JOHN CARLIN. England is a Country in Decline

Dec 18, 2019

H.L. Mencken said that democracy is the theory that the common people know what they want, and deserve to get it good and hard. The English are going to get it good and hard by electing Boris Johnson.

I like that quote in which Churchill says that “democracy is the worst form of Government except for all those other forms that have been tried,” but there are days when I am more attracted to what the delightfully caustic American journalist, H.L. Mencken, said: “Democracy is the theory that the common people know what they want, and deserve to get it good and hard.” That day arrived on Friday the 13th, when we learned the results of the general elections in the United Kingdom. The votes that decided the outcome in favour of Brexit and Boris Johnson came from the inhabitants of the most nationalistic and disadvantaged regions of England, the centre and the northeast. Given the inevitable economic erosion caused by leaving the free trade agreement with the gigantic and rich market of the European Union, history will remember them as martyrs for their country. Their gesture would be admirable if it were not so absurd.

England is a country in decline. Not Scotland. England is. The spectacle that has been offered throughout the electoral campaign, the mediocrity of the options offered to the public, are far from the example of wisdom, sobriety and pragmatism that England has tried to offer the world during most of the twentieth century and until the 2016 Brexit referendum. It was a benchmark. Today we have a fourth rate vaudeville.

Let us first look at the prime minister and leader of the Conservative Party. Let’s see what Max Hastings says, a venerable English historian who was director of the right-wing Daily Telegraph and Johnson’s boss for ten years when he was a journalist. In an article in June, Hastings spoke of Johnson’s “moral bankruptcy,” of his “disdain for the truth,” of a character “not worthy of being prime minister because he seems to be not interested in anything except his own fame and gratification.”

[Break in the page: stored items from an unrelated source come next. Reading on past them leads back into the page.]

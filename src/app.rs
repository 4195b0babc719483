use crate::{
    config::SiteConfig,
    contact::ContactManager,
    dom::Dom,
    error_handler::ErrorHandler,
    language::LanguageManager,
    logging::Logger,
    page::PageModel,
    performance::PerformanceManager,
    prefs::{PreferenceStore, Preferences},
    preview::PreviewManager,
    scroll::{ScrollReveal, SmoothScroller},
    theme::ThemeManager,
};
use serde_json::json;
use std::rc::Rc;

const LOADED_CLASS: &str = "loaded";

pub struct Site<E> {
    pub language: LanguageManager<E>,
    pub preview: PreviewManager<E>,
    pub contact: ContactManager<E>,
    pub performance: PerformanceManager<E>,
    pub theme: ThemeManager<E>,
    pub errors: ErrorHandler,
    pub scroller: SmoothScroller<E>,
    pub reveal: ScrollReveal<E>,
}

impl<E: Clone + PartialEq> Site<E> {
    pub fn start<D: Dom<Element = E>>(
        dom: &D,
        config: &SiteConfig,
        store: Rc<dyn PreferenceStore>,
        logger: Logger,
    ) -> Self {
        let page = PageModel::scan(dom);
        let prefs = Preferences::new(store, logger.clone());

        let mut language = LanguageManager::new(dom, &page, prefs.clone(), config.default_language);
        let preview = PreviewManager::new(dom, &page);
        let contact = ContactManager::new(&page, logger.clone());
        let performance = PerformanceManager::new(dom, &page, config.critical_images.clone());
        let theme = ThemeManager::new(dom, &page, prefs);
        let errors = ErrorHandler::new(logger.clone());

        language.load_saved_language(dom);

        let scroller = SmoothScroller::new(&page, logger.clone());
        let reveal = ScrollReveal::new(dom, &page);

        if let Some(body) = dom.body() {
            dom.set_class(&body, LOADED_CLASS, true);
        }

        logger.debug(
            "page_ready",
            json!({
                "language": language.current().as_str(),
                "theme": theme.current().as_str(),
                "localized": page.localized.len(),
                "frames": page.frames.len(),
                "lazy_frames": page.lazy_frames.len(),
                "anchors": page.anchors.len(),
                "reveal_cards": page.reveal_cards.len(),
            }),
        );

        Self {
            language,
            preview,
            contact,
            performance,
            theme,
            errors,
            scroller,
            reveal,
        }
    }
}
//! Error types for the bridge.

use acmemesh_mesh::SessionError;

/// Result type alias for startup operations.
pub type Result<T> = std::result::Result<T, Error>;

/// Per-item registry failure. Never fatal: callers log it and move on.
#[derive(Debug, Clone, PartialEq, Eq, thiserror::Error)]
pub enum RegistryError {
    #[error("unknown pin {0}")]
    UnknownPin(String),
    #[error("invalid value {0}, expected 0 or 1")]
    InvalidValue(i64),
    #[error("invalid bit pattern {0:?}")]
    InvalidPattern(String),
    /// The registry task is gone.
    #[error("pin registry closed")]
    Closed,
}

/// A token that maps to no command.
#[derive(Debug, Clone, PartialEq, Eq, thiserror::Error)]
pub enum ParseError {
    #[error("unrecognised command {0:?}")]
    UnknownCommand(String),
    #[error("invalid value {0:?}")]
    InvalidValue(String),
}

/// Reason the connection loop gave up.
#[derive(Debug, Clone, PartialEq, Eq, thiserror::Error)]
pub enum SupervisorError {
    #[error("gave up after {attempts} connect attempts: {last}")]
    RetriesExhausted { attempts: u32, last: SessionError },
}

/// Fatal startup error.
#[derive(Debug, thiserror::Error)]
pub enum Error {
    #[error("gpio: {0}")]
    Gpio(#[from] acmemesh_gpio::Error),

    #[error("config: {0}")]
    Config(String),

    #[error("config file: {0}")]
    ConfigFile(#[from] std::io::Error),

    #[error("config parse: {0}")]
    ConfigParse(#[from] serde_yaml::Error),
}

Brexit aside, people voted for Johnson because he is a showman, because he is a clown who makes people laugh, and because Jeremy Corbyn, the most bland, most mediocre political leader on the islands in memory, was the main rival. Faithful as hell to Nicolás Maduro of Venezuela and Daniel Ortega of Nicaragua and tied like a mule to ideas that went out of style with the fall of the Berlin Wall, he is not a bad person, like Johnson, but he has not been up to the image he intends to project of a morally unpolluted political priest. He accuses Johnson of being a liar, and with good reason, but he himself has been shamefully economical with the truth, and not over idiocies but the most important issue his country has faced since World War II: whether to leave the European Union. Almost four years have passed since the campaign for the referendum on Brexit began, and Corbyn has not yet said where he stands. The public does not know if the opposition leader is for or against it. Maybe he doesn’t even know himself. Extraordinary.

What a pair. The only thing that saves the United Kingdom is the party that doesn’t want to have anything more to do with it, the Scottish Nationalist Party. Its leader, Nicola Sturgeon, has more integrity than Johnson, more lucidity than Corbyn and more charisma than Swinson in her toenail. Her Party swept through Scotland. If the general elections were a second de facto referendum on Brexit they were also a second undeclared referendum on Scottish independence. Now Sturgeon asks for a real one. The English are forcing the Scots, very much against the wishes of the vast majority of them, to leave the European Union. Arguments in favour of another referendum and independence have never been so powerful.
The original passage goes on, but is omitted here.